Um Homem de Futuro

Faceta Visionária de Jean Gailhac

Para refletir…

O seminário é o espaço onde vão germinar os elementos constitutivos da visão de fé de Jean Gailhac. No estudo, nas atividades apostólicas e na oração, realiza a síntese entre a cultura, a fé e a vida, amadurece o seu amor a Deus e aos irmãos e clarifica a maneira de viver o futuro ministério sacerdotal. Antes de ser ordenado decide em traços largos como pretende preencher o tempo no futuro – “Toda a minha vida será consagrada a Deus. Todo o meu tempo será distribuído entre a oração, o cumprimento do dever e o estudo. Os momentos que não forem preenchidos por estas ocupações serão dedicados às boas obras“. 

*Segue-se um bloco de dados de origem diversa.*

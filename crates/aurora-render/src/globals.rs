//! Shader property handles, keywords, and global uniform state.
//!
//! [`ShaderGlobals`] is the single explicit state object shared by every pass
//! in the pipeline. Passes receive it by mutable reference, so write ordering
//! between passes is an explicit dependency rather than an implicit global.
//! Writes coalesce last-write-wins and stay visible to every subsequently
//! dispatched shader until overwritten.

use std::collections::{BTreeSet, HashMap};

use glam::Vec4;
use serde::{Deserialize, Serialize};

/// Opaque stable handle for a named global shader property.
///
/// Resolved once through [`PropertyRegistry::resolve`] and reused for the
/// registry's lifetime; a name is never re-resolved to a different id.
#[derive(Clone, Copy, Debug, PartialEq, Eq, Hash)]
pub struct PropertyId(u32);

/// Cheap clonable reference to a texture in the engine's texture namespace.
///
/// Textures are keyed by name, matching how effect profiles reference them on
/// disk; the texture manager resolves keys to GPU resources at bind time.
#[derive(Clone, Debug, PartialEq, Eq, Serialize, Deserialize)]
pub struct TextureKey(pub String);

impl TextureKey {
    pub fn new(name: impl Into<String>) -> Self {
        Self(name.into())
    }
}

/// Resolves and caches stable integer handles for named global properties.
#[derive(Clone, Debug, Default)]
pub struct PropertyRegistry {
    ids: HashMap<String, PropertyId>,
    names: Vec<String>,
}

impl PropertyRegistry {
    /// Resolve a property name, interning it on first use.
    pub fn resolve(&mut self, name: &str) -> PropertyId {
        if let Some(&id) = self.ids.get(name) {
            return id;
        }
        let id = PropertyId(self.names.len() as u32);
        self.names.push(name.to_string());
        self.ids.insert(name.to_string(), id);
        log::debug!("Resolved shader property '{}' to {:?}", name, id);
        id
    }

    /// The name a handle was resolved from, for diagnostics.
    pub fn name_of(&self, id: PropertyId) -> Option<&str> {
        self.names.get(id.0 as usize).map(String::as_str)
    }

    /// Number of interned properties.
    pub fn len(&self) -> usize {
        self.names.len()
    }

    pub fn is_empty(&self) -> bool {
        self.names.is_empty()
    }
}

/// The mutable shader global state shared by all passes in the pipeline.
#[derive(Clone, Debug, Default)]
pub struct ShaderGlobals {
    registry: PropertyRegistry,
    keywords: BTreeSet<String>,
    vectors: HashMap<PropertyId, Vec4>,
    colors: HashMap<PropertyId, Vec4>,
    textures: HashMap<PropertyId, TextureKey>,
}

impl ShaderGlobals {
    pub fn new() -> Self {
        Self::default()
    }

    /// Resolve a property name to its stable handle, interning on first use.
    pub fn resolve_property(&mut self, name: &str) -> PropertyId {
        self.registry.resolve(name)
    }

    /// The embedded property registry, for diagnostics.
    pub fn registry(&self) -> &PropertyRegistry {
        &self.registry
    }

    /// Enable or disable a named shader compile keyword.
    pub fn set_keyword(&mut self, name: &str, enabled: bool) {
        if enabled {
            self.keywords.insert(name.to_string());
        } else {
            self.keywords.remove(name);
        }
    }

    pub fn keyword_enabled(&self, name: &str) -> bool {
        self.keywords.contains(name)
    }

    /// Currently enabled keywords, in deterministic (sorted) order.
    pub fn enabled_keywords(&self) -> &BTreeSet<String> {
        &self.keywords
    }

    pub fn set_global_vector(&mut self, id: PropertyId, value: Vec4) {
        self.vectors.insert(id, value);
    }

    pub fn global_vector(&self, id: PropertyId) -> Option<Vec4> {
        self.vectors.get(&id).copied()
    }

    pub fn set_global_color(&mut self, id: PropertyId, rgba: Vec4) {
        self.colors.insert(id, rgba);
    }

    pub fn global_color(&self, id: PropertyId) -> Option<Vec4> {
        self.colors.get(&id).copied()
    }

    pub fn set_global_texture(&mut self, id: PropertyId, texture: TextureKey) {
        self.textures.insert(id, texture);
    }

    pub fn global_texture(&self, id: PropertyId) -> Option<&TextureKey> {
        self.textures.get(&id)
    }
}

#[cfg(test)]
mod tests {
    use super::*;

    #[test]
    fn test_property_ids_are_stable() {
        let mut registry = PropertyRegistry::default();
        let first = registry.resolve("fog_color");
        for _ in 0..100 {
            assert_eq!(registry.resolve("fog_color"), first);
        }
        assert_eq!(registry.len(), 1);
    }

    #[test]
    fn test_distinct_names_get_distinct_ids() {
        let mut registry = PropertyRegistry::default();
        let color = registry.resolve("fog_color");
        let params = registry.resolve("fog_params");
        assert_ne!(color, params);
        assert_eq!(registry.name_of(color), Some("fog_color"));
        assert_eq!(registry.name_of(params), Some("fog_params"));
    }

    #[test]
    fn test_vector_writes_are_last_write_wins() {
        let mut globals = ShaderGlobals::new();
        let id = globals.resolve_property("fog_params");
        globals.set_global_vector(id, Vec4::splat(1.0));
        globals.set_global_vector(id, Vec4::new(0.02, 0.0, 0.0, 50.0));
        assert_eq!(
            globals.global_vector(id),
            Some(Vec4::new(0.02, 0.0, 0.0, 50.0))
        );
    }

    #[test]
    fn test_keyword_toggle() {
        let mut globals = ShaderGlobals::new();
        globals.set_keyword("FOG_LINEAR", true);
        assert!(globals.keyword_enabled("FOG_LINEAR"));
        globals.set_keyword("FOG_LINEAR", false);
        assert!(!globals.keyword_enabled("FOG_LINEAR"));
        // Disabling an absent keyword is a no-op, not an error.
        globals.set_keyword("FOGMAP", false);
        assert!(!globals.keyword_enabled("FOGMAP"));
    }

    #[test]
    fn test_texture_binding_is_inspectable() {
        let mut globals = ShaderGlobals::new();
        let id = globals.resolve_property("fog_map");
        assert!(globals.global_texture(id).is_none());
        globals.set_global_texture(id, TextureKey::new("skybox_dusk"));
        assert_eq!(
            globals.global_texture(id),
            Some(&TextureKey::new("skybox_dusk"))
        );
    }
}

Uma caminhada na fé e no tempo, pág. 34

A educação da fé tinha um lugar primordial no internato das Meninas Vidal, não se limitando a certas práticas determinadas pelo regulamento. Os princípios da fé eram transmitidos com profundidade e de uma maneira existencial. À teoria procurava-se aliar a descoberta do amor de Deus e a vivência das virtudes para que, no futuro, as alunas vivessem segundo os valores cristãos. O Internato das Meninas Vidal era considerado, em Béziers, um espaço de educação integral. 

Ibidem, pág. 74

Só depois da confirmação de D. Thibault o Padre Gailhac acolhe como verdadeira a vocação de Appollonie Cure. A partir deste momento, intensificam-se os preparativos para a fundação. O Padre Gailhac põe Appollonie em contato com Eulalie Vidal e Rosalie Gibbal para que se conheçam e organizem o estritamente necessário. A 15 de fevereiro, Appollonie Cure compra um terreno contíguo ao Bom Pastor com a finalidade de aumentar as instalações22. 

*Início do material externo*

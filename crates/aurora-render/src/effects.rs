//! Resolved effect settings consumed by the environment pass.
//!
//! The host's layered effect system resolves its layers into one settings
//! snapshot per effect kind each frame. Passes read snapshots through typed
//! accessors returning `Option` (an absent effect is a valid state, not an
//! error) and never mutate them.

use std::collections::HashMap;
use std::path::Path;

use serde::Deserialize;

use crate::fog::FogSettings;

/// Built-in effect kinds.
#[derive(Clone, Copy, Debug, PartialEq, Eq, Hash)]
pub enum EffectKind {
    /// Distance and height fog.
    Fog,
}

/// Resolved settings for one effect kind.
#[derive(Clone, Debug, PartialEq)]
pub enum EffectSettings {
    Fog(FogSettings),
}

impl EffectSettings {
    /// The kind this settings variant belongs to.
    pub fn kind(&self) -> EffectKind {
        match self {
            EffectSettings::Fog(_) => EffectKind::Fog,
        }
    }
}

/// Errors returned when loading an effect profile from disk.
#[derive(Debug, thiserror::Error)]
pub enum EffectStackError {
    /// I/O error reading the profile file.
    #[error("failed to read effect profile: {0}")]
    Io(#[from] std::io::Error),

    /// RON deserialization error.
    #[error("failed to parse effect profile: {0}")]
    Ron(#[from] ron::error::SpannedError),
}

/// RON document describing the initial contents of an [`EffectStack`].
#[derive(Debug, Default, Deserialize)]
#[serde(default)]
pub struct EnvironmentProfile {
    /// Fog settings, or `None` to leave fog unset.
    pub fog: Option<FogSettings>,
}

/// Registry of resolved effect settings, keyed by kind.
#[derive(Clone, Debug, Default, PartialEq)]
pub struct EffectStack {
    settings: HashMap<EffectKind, EffectSettings>,
}

impl EffectStack {
    pub fn new() -> Self {
        Self::default()
    }

    /// Install or replace the settings for a kind (last write wins).
    pub fn set(&mut self, settings: EffectSettings) {
        self.settings.insert(settings.kind(), settings);
    }

    /// Remove the settings for a kind, returning whatever was installed.
    pub fn remove(&mut self, kind: EffectKind) -> Option<EffectSettings> {
        self.settings.remove(&kind)
    }

    /// Current fog settings, if any layer resolved fog this frame.
    pub fn fog(&self) -> Option<&FogSettings> {
        let settings = self.settings.get(&EffectKind::Fog)?;
        match settings {
            EffectSettings::Fog(fog) => Some(fog),
        }
    }

    /// Parse a RON profile document into a stack.
    pub fn from_profile_str(source: &str) -> Result<Self, EffectStackError> {
        let profile: EnvironmentProfile = ron::from_str(source)?;
        let mut stack = Self::new();
        if let Some(fog) = profile.fog {
            stack.set(EffectSettings::Fog(fog));
        }
        Ok(stack)
    }

    /// Load a RON profile file into a stack.
    pub fn from_profile_file(path: &Path) -> Result<Self, EffectStackError> {
        let contents = std::fs::read_to_string(path)?;
        let stack = Self::from_profile_str(&contents)?;
        log::info!("Loaded effect profile from {}", path.display());
        Ok(stack)
    }
}

#[cfg(test)]
mod tests {
    use super::*;
    use crate::fog::{FogColorMode, FogMode};

    #[test]
    fn test_typed_accessor_returns_fog() {
        let mut stack = EffectStack::new();
        assert!(stack.fog().is_none());

        stack.set(EffectSettings::Fog(FogSettings::default()));
        assert_eq!(stack.fog(), Some(&FogSettings::default()));
    }

    #[test]
    fn test_set_replaces_existing() {
        let mut stack = EffectStack::new();
        stack.set(EffectSettings::Fog(FogSettings::default()));
        let thick = FogSettings {
            density: 4.0,
            ..Default::default()
        };
        stack.set(EffectSettings::Fog(thick.clone()));
        assert_eq!(stack.fog(), Some(&thick));
    }

    #[test]
    fn test_remove_leaves_fog_unresolved() {
        let mut stack = EffectStack::new();
        stack.set(EffectSettings::Fog(FogSettings::default()));
        assert!(stack.remove(EffectKind::Fog).is_some());
        assert!(stack.fog().is_none());
    }

    #[test]
    fn test_profile_ron_parses() {
        let stack = EffectStack::from_profile_str(
            r#"(
                fog: Some((
                    mode: Height,
                    color_mode: CubeMap,
                    height: 10.0,
                    height_falloff: 0.5,
                    distance_offset: 2.0,
                    distance_falloff: 1.0,
                    cubemap: Some(("skybox_dawn")),
                )),
            )"#,
        )
        .expect("profile parses");

        let fog = stack.fog().expect("fog present");
        assert_eq!(fog.mode, FogMode::Height);
        assert_eq!(fog.color_mode, FogColorMode::CubeMap);
        assert_eq!(fog.height, 10.0);
        assert_eq!(fog.cubemap.as_ref().map(|k| k.0.as_str()), Some("skybox_dawn"));
        // Unlisted fields fall back to defaults.
        assert_eq!(fog.far, FogSettings::default().far);
    }

    #[test]
    fn test_empty_profile_gives_empty_stack() {
        let stack = EffectStack::from_profile_str("()").expect("empty profile parses");
        assert!(stack.fog().is_none());
    }

    #[test]
    fn test_malformed_profile_is_an_error() {
        assert!(matches!(
            EffectStack::from_profile_str("(fog: Some((mode: Sideways)))"),
            Err(EffectStackError::Ron(_))
        ));
    }
}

Depois de tanto procurar, rezar e sofrer, o Padre Gailhac tinha o grupo adequado para criar o novo Instituto. A sua visão de fé ia ser partilhada por outras pessoas e transmitida de geração em geração, através de uma cadeia de fidelidade que permaneceria muito para além da sua morte. 

Ibidem, pág. 66

… a largueza de visão do Padre Gailhac está claramente definida. As obras são apenas um meio para conduzir as pessoas ao amor de Deus. O Instituto é um espaço de libertação no plano humano-divino. Existe para salvar com Jesus Cristo, para ser vida para o mundo. Com a classificação oficial de congregação hospitaleira-educadora. está confirmado o fim do Instituto já consignado, desde 1850, nas Constituições: “o fim do Instituto do Sagrado Coração de Maria é dedicar-se a todas as obras que possam contribuir para a salvação das pessoas”

Ibidem, pág. 174

A cidade do Porto também não parece a mais propícia. Meio anticlerical e maçônico, ali se aplicam com especial rigor, as leis contra as ordens religiosas. 

Contudo, Gailhac sente que ali há uma grande necessidade de tornar Deus conhecido e amado. Por isso é para lá que envia as Irmãs. Para ele não há obstáculos, quando a causa de Deus está em jogo. A própria situação – até então inédita no Instituto – de as Irmãs colaborarem com leigos, não usarem vestuário religioso e não terem espaços reservados, será para elas, confia ele, enorme desafio, do qual resultará grande glória para Deus.

Uma Vida para Todos, pág. 115

Em setembro de 1872, a escola é transferida para uma outra casa alugada na Rua Coronel Pacheco. É uma casa grande, com jardins, um pequeno bosque e um pomar. A situação é esplêndida. Domina toda a cidade do Porto e, de quase todas as janelas, tem uma vista para o mar. 

Entretanto o “Colégio Inglês” progride e é contado entre os melhores da cidade. Um inspetor, que o visita e entrevista as alunas, considera-o como sendo “o melhor da área”. 

Assim bem consolidado como está, é possível fundar uma escola gratuita para crianças economicamente muito carenciadas. O Padre Gailhac, consultado sobre tal projeto, responde prontamente: “Autorizo-a de todo o coração”.